患者さん自身からすれば、苦痛だけの続く闘病の生活は、一日も早く終わってほしいと望まれるかも知れません。しかし、肉親は、たとえ一秒でも生きた証拠が見えるままで、居てほしいと願うものでしょう。死に行く者からすれば無意味な最後の数日であっても、残される者にすれば何にも替え難い貴重な数日なのだと痛感しました。この逝く人と残される人達との認識のズレが、専厳死の問題を難しくしている要因の一つだと考えます。ボケで寝たきりになり、ついには植物化してしまって、家族に手をかけるだけの存在になっている方も、ある意味では家族のためにがんばって生きている。家族のためにだけ、がんばって生きているのだと思える方もおられました。
「今の時代の一番大きな病気は、自分は誰からも必要とされていない,誰からも望まれていないと感じる孤独だ」とマザーテレサは言っておられます。この二年あまり在宅診療をやり、寝たきりの老人を見てきて、この言葉はつくづく核心を突いている発言だなあと感心させられます。このことを逆さからみますと、意識がなくても、今に死ぬと分かっていても、せめて生きていさえしてくれればと願う無償の愛があれば、その臨終の床にある方は、無上の喜びの中に人生の最後を生きることが出来るということです。決してつらい最後ではない。見た目にははなはだ苦しいばかりの闘病でも、自分の最後の存在を心から願っている人のために、がんばって、喜んで植物状態の生を生きてくれていると思わねばなりません。

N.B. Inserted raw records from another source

//! End-to-end tests of the event loop: filtering, debouncing, dispatch and
//! reload coalescing, driven through a hand-fed notification source.

mod common;

use std::fs;
use std::sync::Arc;
use std::sync::atomic::Ordering;
use std::time::Duration;

use common::{Harness, RecordingHandler, RecordingObserver, counting_reload, eventually, settle};
use reloadwatch::watcher::{EventKind, EventStream, ReloadWatcher, WatchError};
use tempfile::TempDir;
use tokio::time::sleep;
use tokio_util::sync::CancellationToken;

#[tokio::test]
async fn test_duplicate_notification_within_window_is_dropped() {
    let temp = TempDir::new().unwrap();
    let file = temp.path().join("main.go");
    fs::write(&file, "package main").unwrap();

    let handler = RecordingHandler::new("server", &[".go"], "main.go");
    let seen = handler.log();
    let harness = Harness::start(
        ReloadWatcher::builder()
            .root(temp.path())
            .handler(handler)
            .debounce(Duration::from_secs(10)),
    )
    .await;

    harness.send(&file, EventKind::Write).await;
    harness.send(&file, EventKind::Write).await;
    settle().await;

    assert_eq!(seen.lock().len(), 1);
    harness.stop().await.unwrap();
}

#[tokio::test]
async fn test_changed_content_within_window_is_processed() {
    let temp = TempDir::new().unwrap();
    let file = temp.path().join("main.go");
    fs::write(&file, "package main").unwrap();

    let handler = RecordingHandler::new("server", &[".go"], "main.go");
    let seen = handler.log();
    let harness = Harness::start(
        ReloadWatcher::builder()
            .root(temp.path())
            .handler(handler)
            .debounce(Duration::from_secs(10)),
    )
    .await;

    harness.send(&file, EventKind::Write).await;
    let first = seen.clone();
    assert!(eventually(Duration::from_secs(2), || first.lock().len() == 1).await);

    fs::write(&file, "package main\n\nfunc main() {}\n").unwrap();
    harness.send(&file, EventKind::Write).await;
    settle().await;

    assert_eq!(seen.lock().len(), 2);
    harness.stop().await.unwrap();
}

#[tokio::test]
async fn test_handler_rewrite_does_not_retrigger_within_window() {
    let temp = TempDir::new().unwrap();
    let file = temp.path().join("main.go");
    fs::write(&file, "package main").unwrap();

    let handler =
        RecordingHandler::new("fmt", &[".go"], "main.go").rewrites("package main\n\nfunc main() {}\n");
    let seen = handler.log();
    let harness = Harness::start(
        ReloadWatcher::builder()
            .root(temp.path())
            .handler(handler)
            .debounce(Duration::from_secs(10)),
    )
    .await;

    harness.send(&file, EventKind::Write).await;
    let first = seen.clone();
    assert!(eventually(Duration::from_secs(2), || first.lock().len() == 1).await);

    // The notification caused by the handler's own write.
    harness.send(&file, EventKind::Write).await;
    settle().await;

    assert_eq!(seen.lock().len(), 1);
    assert_eq!(
        fs::read_to_string(&file).unwrap(),
        "package main\n\nfunc main() {}\n"
    );
    harness.stop().await.unwrap();
}

#[tokio::test]
async fn test_identical_content_outside_window_is_processed() {
    let temp = TempDir::new().unwrap();
    let file = temp.path().join("main.go");
    fs::write(&file, "package main").unwrap();

    let handler = RecordingHandler::new("server", &[".go"], "main.go");
    let seen = handler.log();
    let harness = Harness::start(
        ReloadWatcher::builder()
            .root(temp.path())
            .handler(handler)
            .debounce(Duration::from_millis(30)),
    )
    .await;

    harness.send(&file, EventKind::Write).await;
    sleep(Duration::from_millis(200)).await;
    harness.send(&file, EventKind::Write).await;
    settle().await;

    assert_eq!(seen.lock().len(), 2);
    harness.stop().await.unwrap();
}

#[tokio::test]
async fn test_new_directory_tree_is_registered() {
    let temp = TempDir::new().unwrap();
    let harness = Harness::start(ReloadWatcher::builder().root(temp.path())).await;
    assert_eq!(harness.source.watched.lock().len(), 1);

    let new_dir = temp.path().join("a");
    fs::create_dir_all(new_dir.join("b/c")).unwrap();
    fs::create_dir_all(new_dir.join(".cache")).unwrap();
    harness.send(&new_dir, EventKind::Create).await;

    let watched = harness.source.watched.clone();
    assert!(eventually(Duration::from_secs(2), || watched.lock().len() == 4).await);
    {
        let watched = watched.lock();
        assert!(watched.contains(&new_dir));
        assert!(watched.contains(&new_dir.join("b")));
        assert!(watched.contains(&new_dir.join("b/c")));
        assert!(!watched.contains(&new_dir.join(".cache")));
    }

    harness.stop().await.unwrap();
}

#[tokio::test]
async fn test_folder_observer_sees_directory_events() {
    let temp = TempDir::new().unwrap();
    let observer = Arc::new(RecordingObserver::default());
    let handler = RecordingHandler::new("server", &[".go"], "main.go");
    let seen = handler.log();
    let harness = Harness::start(
        ReloadWatcher::builder()
            .root(temp.path())
            .handler(handler)
            .folder_observer(observer.clone()),
    )
    .await;

    let dir = temp.path().join("handlers");
    fs::create_dir(&dir).unwrap();
    harness.send(&dir, EventKind::Create).await;
    settle().await;

    assert_eq!(
        observer.seen.lock().as_slice(),
        &[("handlers".to_string(), EventKind::Create)]
    );
    // Directories never reach file handlers.
    assert!(seen.lock().is_empty());
    harness.stop().await.unwrap();
}

#[tokio::test]
async fn test_excluded_paths_are_never_dispatched() {
    let temp = TempDir::new().unwrap();
    for dir in ["node_modules/lib", ".git", "web"] {
        fs::create_dir_all(temp.path().join(dir)).unwrap();
    }
    let files = [
        temp.path().join("node_modules/lib/index.js"),
        temp.path().join(".git/config.js"),
        temp.path().join("web/main.wasm"),
    ];
    for file in &files {
        fs::write(file, "x").unwrap();
    }

    let handler = RecordingHandler::new("wasm", &[".js", ".wasm"], "web/main.go")
        .unobserved(&["main.wasm"]);
    let seen = handler.log();
    let (count, action) = counting_reload();
    let harness = Harness::start(
        ReloadWatcher::builder()
            .root(temp.path())
            .exclude(["node_modules"])
            .handler(handler)
            .reload(action)
            .reload_delay(Duration::from_millis(20)),
    )
    .await;

    for file in &files {
        harness.send(file, EventKind::Write).await;
    }
    settle().await;

    assert!(seen.lock().is_empty());
    assert_eq!(count.load(Ordering::SeqCst), 0);
    harness.stop().await.unwrap();
}

#[tokio::test]
async fn test_vanished_path_is_discarded_but_remove_is_dispatched() {
    let temp = TempDir::new().unwrap();
    let gone = temp.path().join("gone.go");

    let handler = RecordingHandler::new("server", &[".go"], "main.go");
    let seen = handler.log();
    let harness = Harness::start(ReloadWatcher::builder().root(temp.path()).handler(handler)).await;

    harness.send(&gone, EventKind::Write).await;
    harness.send(&gone, EventKind::Remove).await;
    settle().await;

    assert_eq!(seen.lock().as_slice(), &[(gone, EventKind::Remove)]);
    harness.stop().await.unwrap();
}

#[tokio::test]
async fn test_burst_of_edits_fires_one_reload() {
    let temp = TempDir::new().unwrap();
    let handler = RecordingHandler::new("web", &[".js"], "web/main.js");
    let seen = handler.log();
    let (count, action) = counting_reload();
    let harness = Harness::start(
        ReloadWatcher::builder()
            .root(temp.path())
            .handler(handler)
            .reload(action)
            .reload_delay(Duration::from_millis(200)),
    )
    .await;

    for i in 0..5 {
        let file = temp.path().join(format!("part{i}.js"));
        fs::write(&file, format!("export const n = {i};")).unwrap();
        harness.send(&file, EventKind::Write).await;
        sleep(Duration::from_millis(20)).await;
    }

    let handled = seen.clone();
    assert!(eventually(Duration::from_secs(2), || handled.lock().len() == 5).await);
    assert_eq!(count.load(Ordering::SeqCst), 0, "reload must wait for the quiet period");

    sleep(Duration::from_millis(600)).await;
    assert_eq!(count.load(Ordering::SeqCst), 1);
    harness.stop().await.unwrap();
    assert_eq!(count.load(Ordering::SeqCst), 1);
}

#[tokio::test]
async fn test_spaced_edits_each_reload() {
    let temp = TempDir::new().unwrap();
    let file = temp.path().join("app.css");
    let (count, action) = counting_reload();
    let harness = Harness::start(
        ReloadWatcher::builder()
            .root(temp.path())
            .handler(RecordingHandler::new("css", &[".css"], "web/main.css"))
            .reload(action)
            .debounce(Duration::from_millis(20))
            .reload_delay(Duration::from_millis(30)),
    )
    .await;

    for i in 0..3 {
        fs::write(&file, format!("body {{ margin: {i}px; }}")).unwrap();
        harness.send(&file, EventKind::Write).await;
        sleep(Duration::from_millis(300)).await;
    }

    assert_eq!(count.load(Ordering::SeqCst), 3);
    harness.stop().await.unwrap();
}

#[tokio::test]
async fn test_failed_handler_does_not_reload() {
    let temp = TempDir::new().unwrap();
    let file = temp.path().join("main.js");
    fs::write(&file, "x").unwrap();

    let handler = RecordingHandler::new("web", &[".js"], "main.js").failing();
    let seen = handler.log();
    let (count, action) = counting_reload();
    let harness = Harness::start(
        ReloadWatcher::builder()
            .root(temp.path())
            .handler(handler)
            .reload(action)
            .reload_delay(Duration::from_millis(20)),
    )
    .await;

    harness.send(&file, EventKind::Write).await;
    settle().await;

    assert_eq!(seen.lock().len(), 1);
    assert_eq!(count.load(Ordering::SeqCst), 0);
    harness.stop().await.unwrap();
}

#[tokio::test]
async fn test_exit_while_idle_does_not_reload() {
    let temp = TempDir::new().unwrap();
    let (count, action) = counting_reload();
    let harness = Harness::start(
        ReloadWatcher::builder()
            .root(temp.path())
            .reload(action)
            .reload_delay(Duration::from_millis(20)),
    )
    .await;

    let closed = harness.source.closed.clone();
    harness.stop().await.unwrap();

    assert!(closed.load(Ordering::SeqCst));
    assert_eq!(count.load(Ordering::SeqCst), 0);
}

#[tokio::test]
async fn test_exit_drops_reload_not_yet_due() {
    let temp = TempDir::new().unwrap();
    let file = temp.path().join("main.js");
    fs::write(&file, "x").unwrap();

    let handler = RecordingHandler::new("web", &[".js"], "main.js");
    let seen = handler.log();
    let (count, action) = counting_reload();
    let harness = Harness::start(
        ReloadWatcher::builder()
            .root(temp.path())
            .handler(handler)
            .reload(action)
            .reload_delay(Duration::from_secs(5)),
    )
    .await;

    harness.send(&file, EventKind::Write).await;
    let handled = seen.clone();
    assert!(eventually(Duration::from_secs(2), || handled.lock().len() == 1).await);

    harness.stop().await.unwrap();
    assert_eq!(count.load(Ordering::SeqCst), 0);
}

#[tokio::test]
async fn test_closed_stream_ends_watch_with_error() {
    let temp = TempDir::new().unwrap();
    let (sender, stream) = EventStream::channel(8);
    let watcher = ReloadWatcher::builder()
        .root(temp.path())
        .build_with_source(Box::new(common::RecordingSource::default()), stream)
        .unwrap();

    drop(sender);
    let result = watcher.watch(CancellationToken::new()).await;
    assert!(matches!(result, Err(WatchError::ChannelClosed)));
}

#[tokio::test]
async fn test_source_errors_are_not_fatal() {
    let temp = TempDir::new().unwrap();
    let file = temp.path().join("main.js");
    fs::write(&file, "x").unwrap();

    let handler = RecordingHandler::new("web", &[".js"], "main.js");
    let seen = handler.log();
    let harness = Harness::start(ReloadWatcher::builder().root(temp.path()).handler(handler)).await;

    harness
        .sender
        .errors
        .send(WatchError::EventError {
            details: "queue overflow".to_string(),
        })
        .await
        .unwrap();
    harness.send(&file, EventKind::Write).await;
    settle().await;

    assert_eq!(seen.lock().len(), 1);
    harness.stop().await.unwrap();
}

struct FailingObserver;

impl reloadwatch::watcher::FolderEventObserver for FailingObserver {
    fn on_folder_event(
        &self,
        _name: &str,
        path: &std::path::Path,
        _kind: EventKind,
    ) -> Result<(), WatchError> {
        Err(WatchError::FolderEventFailed {
            path: path.to_path_buf(),
            reason: "observer offline".to_string(),
        })
    }
}

#[tokio::test]
async fn test_failing_folder_observer_still_registers_directory() {
    let temp = TempDir::new().unwrap();
    let harness = Harness::start(
        ReloadWatcher::builder()
            .root(temp.path())
            .folder_observer(Arc::new(FailingObserver)),
    )
    .await;

    let dir = temp.path().join("pkg");
    fs::create_dir(&dir).unwrap();
    harness.send(&dir, EventKind::Create).await;

    let watched = harness.source.watched.clone();
    let expected = dir.clone();
    assert!(eventually(Duration::from_secs(2), || watched.lock().contains(&expected)).await);
    harness.stop().await.unwrap();
}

つまり、静かに自宅で最後を迎えることは、死ぬ者にとっては尊厳に満ちた望ましいことに逢いはありませんが、それ以上に、生きることを望まれ、死ぬことを惜しまれながら死ぬことの方が、もっと満ち足りた最後だと思うのです。死ぬ舞台装置よりも、死ぬ者の心の内容の方が大事ではないかと言うことです。
孤独ではない、心に満たされたものさえがあれば、病院であっても、家であっても、どんな状況でもきっと幸せな気持ちで、死ねるのではないかと思いますが如何でしょうか。